He shook his head and recovered himself as much as possible. “Fine,” he said cautiously. “What do you want?”

Flavia looked sad. “Conviction rates are really down,” she said. “So we—Bottando and I—thought. What better than arresting old Giacomo? we thought. He’s bound to have been up to something.”

Sandano twitched. “I’m going straight,” he said. “Those days are over for me. You know that.”

“Nonsense,” Flavia said. “And I’m sure you’ll realize it’s nonsense after a night in the cells.”

“Look, what do you want?” Sandano said plaintively. “Why don’t you leave me alone?”

“Because I don’t want to. I want to lock someone up. And you’re as good a candidate as any. Better than most, in fact. Those candlesticks. How long had you been out of jail before you tried that one? Go on. Be honest.”

“A week,” he said sullenly. “But I was short of money.”

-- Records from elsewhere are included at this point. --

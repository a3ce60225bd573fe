//! Error taxonomy: allocation, I/O and configuration failures.

use std::path::PathBuf;
use thiserror::Error;

/// Which allocation failed.
#[derive(Copy, Clone, Debug, PartialEq, Eq)]
pub enum AllocStage {
    BufferGrow,
    TableAlloc,
    TableExpand,
}

impl core::fmt::Display for AllocStage {
    fn fmt(&self, f: &mut core::fmt::Formatter<'_>) -> core::fmt::Result {
        f.write_str(match self {
            AllocStage::BufferGrow => "reallocation of the file buffer",
            AllocStage::TableAlloc => "allocation of the table",
            AllocStage::TableExpand => "allocation of new space during table rehashing",
        })
    }
}

/// An allocation request could not be satisfied. The structure that asked
/// for the memory is left as it was before the request.
#[derive(Error, Debug, PartialEq, Eq)]
#[error("{stage} failed ({requested} elements requested)")]
pub struct AllocError {
    pub stage: AllocStage,
    pub requested: usize,
}

#[derive(Error, Debug, PartialEq)]
pub enum ConfigError {
    #[error("initial table capacity must be nonzero")]
    ZeroTableCapacity,
    #[error("load factor must lie strictly between 0 and 1, got {0}")]
    LoadFactorOutOfRange(f64),
    #[error("scale factor must be at least 2, got {0}")]
    ScaleFactorTooSmall(usize),
    #[error("initial buffer capacity must be nonzero")]
    ZeroBufferCapacity,
}

#[derive(Error, Debug)]
pub enum Error {
    #[error("failed to read {}: {source}", .path.display())]
    Io {
        path: PathBuf,
        #[source]
        source: std::io::Error,
    },
    #[error(transparent)]
    Alloc(#[from] AllocError),
    #[error("invalid configuration: {0}")]
    Config(#[from] ConfigError),
}

pub type Result<T, E = Error> = core::result::Result<T, E>;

“What had you been in for? Now, what was it? A picture, wasn’t it? Fra Angelico, if I remember. We were quite surprised. A bit out of your league, that sort of thing. Got off very lightly, as well. How long was it? Six months?”

“Nine,” he said.

“Tell me about it. You were caught on the border, weren’t you? So near and yet so far. How did you steal the thing in the first place without getting caught?”

Sandano fiddled with his drink and lit a cigarette. Then, very reluctantly, he said: “I didn’t.”

“Didn’t what?”

“Didn’t steal it.”

She raised an eyebrow. “Come now. You admitted it. And you were caught with it in the back of your car.”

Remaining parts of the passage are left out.